I've been with and have used Freelancer's Unions dental plan but not the health plan and I did think that they offered such a great deal and savings. Their plans are expensive and they are not really a union they are a for-profit company that is just reselling you insurance! They do not run their business very efficiently or very well with multiple cases of screw ups every year when it comes time to renew the plans and select your new plans, such as two years ago when they didn't do re-enrollment for a whole month after the deadline since they screwed up. They run a fully paperless frontend for you but from the back office work they must deal with reams of it. Just be careful and weary of this so called "union" since they are not one!
Uninsured Option!
I decided to give up on HMO or PPO health insurance because it's just too insanely expensive at $900-$1,400 for coverage. That is more money that my biggest expense that is rent. It is an insane amount of money for a self-employed individual making due with a few clients and non-steady income.
The United States is a horrible place to live without be subservient to a corporation who holds their benefits and insurance plans over you like an indentured servant since if you start and family and decide to leave their good graces or are no longer desired you're in the path of bankruptcy for even non-lethal health problems or accidents.

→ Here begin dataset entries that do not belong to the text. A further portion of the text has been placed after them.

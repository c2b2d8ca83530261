//! Writers for the augmented HCP table and the batch summary

use crate::error::Result;
use crate::hcp::Channel;
use crate::market::CompetitorCluster;
use crate::pipeline::{BatchResult, HcpOutput};
use crate::scoring::{ModelKey, OutcomeKind, Prediction};
use crate::summary::BatchSummary;
use log::info;
use std::fs::File;
use std::io::Write;
use std::path::Path;

fn fmt_f64(value: f64) -> String {
    format!("{value:.6}")
}

/// Observed inputs the engine used, appended when the source table did not
/// already carry a column of that name
#[derive(Debug, Clone, Copy, PartialEq)]
enum ObservedColumn {
    Id,
    Specialty,
    Volume(Channel),
    Share(Channel),
}

impl ObservedColumn {
    fn name(&self) -> String {
        match self {
            ObservedColumn::Id => "id".to_string(),
            ObservedColumn::Specialty => "specialty".to_string(),
            ObservedColumn::Volume(channel) => channel.volume_column(),
            ObservedColumn::Share(channel) => channel.share_column(),
        }
    }

    fn value(&self, row: &HcpOutput) -> String {
        match self {
            ObservedColumn::Id => row.id.clone(),
            ObservedColumn::Specialty => row.specialty.clone(),
            ObservedColumn::Volume(channel) => fmt_f64(row.channel(*channel).snapshot.ibsa_volume),
            ObservedColumn::Share(channel) => {
                row.channel(*channel).share_pct.map(fmt_f64).unwrap_or_default()
            }
        }
    }
}

fn observed_columns(input_columns: &[String]) -> Vec<ObservedColumn> {
    let mut columns = Vec::new();
    // A sourced table always carries its identifier, whatever it is called
    if input_columns.is_empty() {
        columns.push(ObservedColumn::Id);
    }
    columns.push(ObservedColumn::Specialty);
    for channel in Channel::ALL {
        columns.push(ObservedColumn::Volume(channel));
        columns.push(ObservedColumn::Share(channel));
    }
    columns.retain(|c| !input_columns.iter().any(|h| *h == c.name()));
    columns
}

/// Header row: the source columns unchanged, any missing observed inputs,
/// then the derived columns. Per-model columns appear only for slots that scored.
pub fn output_header(input_columns: &[String], scored: &[ModelKey]) -> Vec<String> {
    let mut header = input_columns.to_vec();
    header.extend(observed_columns(input_columns).iter().map(ObservedColumn::name));
    for key in scored {
        header.push(format!("{}_pred", key.stem()));
        if key.outcome.kind() == OutcomeKind::Binary {
            header.push(format!("{}_prob", key.stem()));
        }
    }
    header.extend(
        [
            "call_success_prob",
            "forecasted_lift",
            "churn_risk",
            "churn_risk_level",
            "ngd_classification",
            "segment",
            "next_best_action",
            "expected_roi",
            "sample_allocation",
        ]
        .map(str::to_string),
    );
    for channel in Channel::ALL {
        header.push(format!("total_market_volume_{channel}"));
        header.push(format!("implied_market_volume_{channel}"));
        header.push(format!("competitor_volume_{channel}"));
        for cluster in CompetitorCluster::ALL {
            header.push(format!("competitor_{cluster}_{channel}"));
        }
    }
    header
}

/// Write one row per input HCP, augmented with the derived columns
pub fn write_csv<W: Write>(result: &BatchResult, writer: W) -> Result<()> {
    let scored = result.report.scored_keys();
    let observed = observed_columns(&result.input_columns);
    let mut wtr = csv::Writer::from_writer(writer);
    wtr.write_record(output_header(&result.input_columns, &scored))?;

    for row in &result.rows {
        let mut fields = row.input.clone();
        fields.extend(observed.iter().map(|c| c.value(row)));

        for key in &scored {
            match row.scores.get(key.product, key.outcome) {
                Some(Prediction::Binary { label, probability }) => {
                    fields.push(label.to_string());
                    fields.push(fmt_f64(*probability));
                }
                Some(Prediction::Continuous { value }) => fields.push(fmt_f64(*value)),
                None if key.outcome.kind() == OutcomeKind::Binary => {
                    fields.push(String::new());
                    fields.push(String::new());
                }
                None => fields.push(String::new()),
            }
        }

        let m = &row.metrics;
        let a = &row.assignment;
        fields.push(fmt_f64(m.call_success_prob));
        fields.push(fmt_f64(m.forecasted_lift));
        fields.push(fmt_f64(m.churn_risk));
        fields.push(m.churn_risk_level.to_string());
        fields.push(m.ngd_classification.to_string());
        fields.push(a.segment.to_string());
        fields.push(a.next_best_action.to_string());
        fields.push(fmt_f64(a.expected_roi));
        fields.push(a.sample_allocation.to_string());

        for channel in Channel::ALL {
            let out = row.channel(channel);
            fields.push(fmt_f64(out.snapshot.total_market_volume));
            fields.push(fmt_f64(out.snapshot.implied_market_volume));
            fields.push(fmt_f64(out.snapshot.competitor_volume));
            for (_, volume) in out.attribution.iter() {
                fields.push(fmt_f64(volume));
            }
        }

        wtr.write_record(&fields)?;
    }

    wtr.flush()?;
    Ok(())
}

pub fn write_csv_path(result: &BatchResult, path: &Path) -> Result<()> {
    let file = File::create(path)?;
    write_csv(result, file)?;
    info!("Output written to {}", path.display());
    Ok(())
}

pub fn write_summary_path(summary: &BatchSummary, path: &Path) -> Result<()> {
    let file = File::create(path)?;
    serde_json::to_writer_pretty(file, summary)?;
    info!("Summary written to {}", path.display());
    Ok(())
}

I live in Australia, we have socialised medicine and I can go and see any doctor I damn well want, who will prescribe me what ever I need*. The government simply pays for it, you know like a health insurer but cheaper.
*over prescription is a serious problem, foremost it is the leading cause in developing super-bugs or anti-biotic resistant strains. Doctor know this, they also understand the human body has a very good immune system so many problems will clear themselves with bed rest or another non-chemical procedure (like certain types of exercise).
Calling someone a "hater" only means you can not rationally rebut their argument.
Move closer to the Mexican border. Health and dental care there is 1/3 of the cost and the quality of care is comparable if you ask around and get referrals. This is why the city of Yuma, AZ triples in size every winter. It's only 15 minutes from Mexico and cheap prescription drugs and health/dental care.
The pursuit of absolute tolerance leads to the most rigorous and ludicrous intolerance. - REX MURPHY
There is no excuse for a wealthy, modern, industrialized nation not to offer a public health system.
Now wash your hands.
You can't really use emergency room care as a good indicator of overall health care system effectiveness.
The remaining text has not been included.